Sharp shows the future of touch screens for micro devices
By Mike Hanlon
October 2, 2007
October 3, 2007 Sharp yesterday began publicly demonstrating a new technology that could have far reaching effects on the way we interact with the mounting tide of mobile information available to us through diminutive devices such as smart phones, PDAs, cameras and UMPCs – the marriage of sensing function with an LCD screen is not new, but Sharp’s technology puts an optical sensor into each pixel enabling the screen to become a multiple touch-point screen and a scanner. The technology is a simple one to understand, but one that has massive implications as it is a fundamental building block in the next generation interface. The company demonstrated map-resizing and re-orientation with a multiple (fingertip) touch point interface, scanning a business card by placing it face-down on the screen, and a multi-touch interface for accessing music, but that’s really only the start of something new and very significant – we’re pleased to say that yesterday, we saw a glimpse of the future of the touch screen interface that will enable us to wrestle the information in these devices into submission, or should that be mutually-beneficial-co-existence.
There’s so much more to write about this subject yet our access to the technology was brief, and the demonstration was there to show that the technology works, and to indicate to the developers of the world that there’s something significant about to become available and to get ready for it.

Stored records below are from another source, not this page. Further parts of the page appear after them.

//! エージェントリポジトリの同期とパッチ適用
//!
//! どちらも外部コラボレーター（git）への同期・ブロッキング呼び出し。
//! 失敗はその場でrunを中断させます。

use anyhow::{Context, bail};
use std::collections::HashSet;
use std::path::{Path, PathBuf};
use std::process::Command;
use tracing::{debug, info};

/// 適用済みパッチを記録する台帳ファイル名
const PATCH_LEDGER: &str = "patches.txt";

/// リポジトリ同期の窓口
pub trait SourceSync {
    /// エージェントのコードを最新化する
    fn sync(&self) -> anyhow::Result<()>;
    /// 未適用のパッチを順に適用する
    fn apply_patches(&self) -> anyhow::Result<()>;
}

/// git リポジトリとして配置されたエージェントディレクトリ
pub struct GitSource {
    directory: PathBuf,
}

impl GitSource {
    pub fn new(directory: PathBuf) -> Self {
        Self { directory }
    }

    fn run_git(&self, args: &[&str]) -> anyhow::Result<()> {
        let display_cmd = format!("git -C {} {}", self.directory.display(), args.join(" "));
        debug!(command = %display_cmd, "Invoking git");

        let output = Command::new("git")
            .arg("-C")
            .arg(&self.directory)
            .args(args)
            .output()
            .with_context(|| format!("git を実行できません: {}", display_cmd))?;

        if !output.status.success() {
            let stderr = String::from_utf8_lossy(&output.stderr);
            bail!("git コマンドが失敗しました: {}\n出力: {}", display_cmd, stderr.trim());
        }

        Ok(())
    }

    /// 台帳から適用済みパッチ名を読む
    fn applied_patches(&self) -> anyhow::Result<HashSet<String>> {
        let ledger = self.directory.join(PATCH_LEDGER);
        if !ledger.exists() {
            return Ok(HashSet::new());
        }

        let content = std::fs::read_to_string(&ledger)
            .with_context(|| format!("パッチ台帳を読めません: {}", ledger.display()))?;

        Ok(content
            .lines()
            .map(str::trim)
            .filter(|line| !line.is_empty())
            .map(str::to_string)
            .collect())
    }

    /// 適用成功後に台帳へ追記する
    fn record_patch(&self, name: &str) -> anyhow::Result<()> {
        use std::io::Write;

        let ledger = self.directory.join(PATCH_LEDGER);
        let mut file = std::fs::OpenOptions::new()
            .create(true)
            .append(true)
            .open(&ledger)
            .with_context(|| format!("パッチ台帳に書き込めません: {}", ledger.display()))?;
        writeln!(file, "{}", name)?;

        Ok(())
    }

    fn pending_patches(&self) -> anyhow::Result<Vec<PathBuf>> {
        let patches_dir = self.directory.join("patches");
        if !patches_dir.is_dir() {
            debug!("No patches directory, nothing to apply");
            return Ok(Vec::new());
        }

        let applied = self.applied_patches()?;

        let mut patches: Vec<PathBuf> = std::fs::read_dir(&patches_dir)
            .with_context(|| format!("patches ディレクトリを読めません: {}", patches_dir.display()))?
            .filter_map(|entry| entry.ok().map(|e| e.path()))
            .filter(|path| path.extension().is_some_and(|ext| ext == "patch"))
            .filter(|path| {
                patch_name(path).is_some_and(|name| !applied.contains(name))
            })
            .collect();

        // 適用順はファイル名順で固定
        patches.sort();

        Ok(patches)
    }
}

fn patch_name(path: &Path) -> Option<&str> {
    path.file_name().and_then(|n| n.to_str())
}

impl SourceSync for GitSource {
    fn sync(&self) -> anyhow::Result<()> {
        info!(directory = %self.directory.display(), "Syncing agent repository");
        self.run_git(&["pull", "--ff-only"])
    }

    fn apply_patches(&self) -> anyhow::Result<()> {
        let patches = self.pending_patches()?;
        if patches.is_empty() {
            debug!("No pending patches");
            return Ok(());
        }

        info!(count = patches.len(), "Applying pending patches");

        for patch in &patches {
            let name = patch_name(patch)
                .with_context(|| format!("パッチ名を取得できません: {}", patch.display()))?;
            let patch_arg = patch.to_string_lossy();

            self.run_git(&["apply", patch_arg.as_ref()])
                .with_context(|| format!("パッチの適用に失敗: {}", name))?;

            // 成功したものだけ台帳に記録する（再実行時に二重適用しない）
            self.record_patch(name)?;
            info!(patch = name, "Patch applied");
        }

        Ok(())
    }
}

Samples shipments of the new 8.9cm 320 x 480 (half VGA) touch screens will become available in September, with volume production slated to start in Q2 of 2008. In our mind, that means that by mid to late 2008, many handheld devices will suddenly have remarkable new capabilities, and when looking at the capabilities of this device, I couldn’t help but wonder what the likes of Apple’s CHI department r the folks at Wacom will do with the capabilities of this screen – it is a level of sophistication beyond what is available now, and doesn’t need a film over an existing LCD screen to work. Apart from never needing to calibrate the device’s touch screen as you do now, the result is a clearer, better quality of image, plus a range of new applications such as, for example, fingerprint authentication.
The implications for LCD screens becoming multi-function devices are also huge, as the technology offers a fingertip interface and scanning capabilities.